I crossed the street at searched the parking lot. The young Cooper’s hawk had made it to a small yard at the other end of the lot. If you look between the dark gray car and the yellow garage, you can see a small lump on the ground. That’s the hawk. Don’t worry, I got her in the scope:
You will note in some of the photos that her mouth is open. She was panting hard. I could feel sweat dripping down my back under my rain jacket from the humid conditions, I can’t imagine what it feels like when you can’t sweat, have to fly hard and try and kill something half your size to survive. I didn’t approach any closer to the hawk, she was having a tough enough go at trying to eat for the day and I could get good enough photos from this distance.
As she was feeding, the pigeon finally stopped struggling and breathing. A few times the hawk would mantle–spread out her wings and tail to look big and intimidating and hide the prey. I wondered what would cause that.
I soon had my answer. A gray squirrel was investigating the situation, squealing out its protest of the hawk near its tree. I could hear cardinals chipping a warning to each other and robins giving their high pitched warning whistles as well. No one was happy about the Cooper’s hawk.
The man and dog were too much and the Cooper’s flew away with its kill. I’m always amazed at what I spy in our neighborhood. I always wonder if my other neighbors ever notice this.

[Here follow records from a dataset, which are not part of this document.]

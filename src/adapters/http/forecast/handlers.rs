//! HTTP handlers for forecast endpoints.
//!
//! These handlers connect Axum routes to application layer command/query handlers.

use std::sync::Arc;

use axum::extract::{Json, Query, State};
use axum::http::StatusCode;
use axum::response::IntoResponse;
use chrono::NaiveDate;

use crate::application::{
    CalendarHandler, CalendarQuery, GetProfileHandler, GetProfileQuery, PredictHandler,
    PredictQuery, ResetProfileCommand, ResetProfileHandler, SaveProfileCommand,
    SaveProfileHandler,
};
use crate::domain::foundation::{parse_calendar_date, DomainError, ErrorCode, ValidationError};
use crate::ports::ProfileStore;

use super::dto::{
    today, CalendarParams, CalendarResponse, ErrorResponse, HealthResponse, PredictionParams,
    PredictionResponse, ProfileResponse, SaveProfileRequest,
};

// ════════════════════════════════════════════════════════════════════════════════
// Application State
// ════════════════════════════════════════════════════════════════════════════════

/// Shared application state containing all dependencies.
#[derive(Clone)]
pub struct ForecastAppState {
    pub profile_store: Arc<dyn ProfileStore>,
}

impl ForecastAppState {
    pub fn new(profile_store: Arc<dyn ProfileStore>) -> Self {
        Self { profile_store }
    }

    pub fn save_profile_handler(&self) -> SaveProfileHandler {
        SaveProfileHandler::new(self.profile_store.clone())
    }

    pub fn reset_profile_handler(&self) -> ResetProfileHandler {
        ResetProfileHandler::new(self.profile_store.clone())
    }

    pub fn get_profile_handler(&self) -> GetProfileHandler {
        GetProfileHandler::new(self.profile_store.clone())
    }

    pub fn predict_handler(&self) -> PredictHandler {
        PredictHandler::new(self.profile_store.clone())
    }

    pub fn calendar_handler(&self) -> CalendarHandler {
        CalendarHandler::new(self.profile_store.clone())
    }
}

// ════════════════════════════════════════════════════════════════════════════════
// Handlers
// ════════════════════════════════════════════════════════════════════════════════

/// GET /health
pub async fn health() -> impl IntoResponse {
    Json(HealthResponse { status: "ok" })
}

/// GET /api/profile - Read the stored profile
pub async fn get_profile(
    State(state): State<ForecastAppState>,
) -> Result<impl IntoResponse, ForecastApiError> {
    let profile = state.get_profile_handler().handle(GetProfileQuery).await?;
    Ok(Json(ProfileResponse::from(profile)))
}

/// PUT /api/profile - Store a new profile
pub async fn put_profile(
    State(state): State<ForecastAppState>,
    Json(request): Json<SaveProfileRequest>,
) -> Result<impl IntoResponse, ForecastApiError> {
    let cmd = SaveProfileCommand {
        last_period_start: parse_calendar_date("last_period_start", &request.last_period_start)?,
        cycle_length: request.cycle_length,
        period_length: request.period_length,
    };

    let result = state.save_profile_handler().handle(cmd).await?;
    let status = if result.replaced {
        StatusCode::OK
    } else {
        StatusCode::CREATED
    };

    Ok((status, Json(ProfileResponse::from(result.profile))))
}

/// DELETE /api/profile - Reset
pub async fn delete_profile(
    State(state): State<ForecastAppState>,
) -> Result<impl IntoResponse, ForecastApiError> {
    state
        .reset_profile_handler()
        .handle(ResetProfileCommand)
        .await?;
    Ok(StatusCode::NO_CONTENT)
}

/// GET /api/prediction?date=YYYY-MM-DD
pub async fn get_prediction(
    State(state): State<ForecastAppState>,
    Query(params): Query<PredictionParams>,
) -> Result<impl IntoResponse, ForecastApiError> {
    let date = date_or_today("date", params.date.as_deref())?;
    let result = state.predict_handler().handle(PredictQuery { date }).await?;
    Ok(Json(PredictionResponse::from(result)))
}

/// GET /api/calendar?center=YYYY-MM-DD
pub async fn get_calendar(
    State(state): State<ForecastAppState>,
    Query(params): Query<CalendarParams>,
) -> Result<impl IntoResponse, ForecastApiError> {
    let center = date_or_today("center", params.center.as_deref())?;
    let window = state.calendar_handler().handle(CalendarQuery { center }).await?;
    Ok(Json(CalendarResponse::from(&window)))
}

fn date_or_today(field: &str, value: Option<&str>) -> Result<NaiveDate, ValidationError> {
    match value {
        Some(raw) if !raw.trim().is_empty() => parse_calendar_date(field, raw),
        _ => Ok(today()),
    }
}

// ════════════════════════════════════════════════════════════════════════════════
// Error Handling
// ════════════════════════════════════════════════════════════════════════════════

/// API error type that converts domain errors to HTTP responses.
#[derive(Debug)]
pub enum ForecastApiError {
    BadRequest { message: String, field: Option<String> },
    NotFound(String),
    Internal(String),
}

impl From<ValidationError> for ForecastApiError {
    fn from(err: ValidationError) -> Self {
        ForecastApiError::BadRequest {
            field: Some(err.field().to_string()),
            message: err.to_string(),
        }
    }
}

impl From<DomainError> for ForecastApiError {
    fn from(err: DomainError) -> Self {
        match err.code {
            ErrorCode::ValidationFailed => ForecastApiError::BadRequest {
                field: err.details.get("field").cloned(),
                message: err.message,
            },
            ErrorCode::ProfileNotFound => ForecastApiError::NotFound(err.message),
            ErrorCode::StorageError | ErrorCode::InternalError => {
                tracing::error!(error = %err, "Forecast request failed");
                ForecastApiError::Internal(err.message)
            }
        }
    }
}

impl IntoResponse for ForecastApiError {
    fn into_response(self) -> axum::response::Response {
        let (status, error) = match self {
            ForecastApiError::BadRequest { message, field } => {
                let error = ErrorResponse::bad_request(message);
                let error = match field {
                    Some(field) => error.with_details(serde_json::json!({ "field": field })),
                    None => error,
                };
                (StatusCode::BAD_REQUEST, error)
            }
            ForecastApiError::NotFound(msg) => (StatusCode::NOT_FOUND, ErrorResponse::not_found(msg)),
            ForecastApiError::Internal(msg) => {
                (StatusCode::INTERNAL_SERVER_ERROR, ErrorResponse::internal(msg))
            }
        };

        (status, Json(error)).into_response()
    }
}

Did the people driving down the street notice the pigeon with the hawk in pursuit mere feet in front of their windshield? I did feel bad for the pigeon (I feed them off my window ledge), but also realized that they hawk had been having a hard time of it herself just trying to survive. Will she able to continue to navigate the busy Uptown area already populated with quite a few adult Cooper’s hawks? Will she last the fall and winter?
I will say, she looked so big compared to all the tiny sharp-shinned hawks we banded this past weekend. Speaking of which, we will now return to our regularly scheduled hawk banding updates.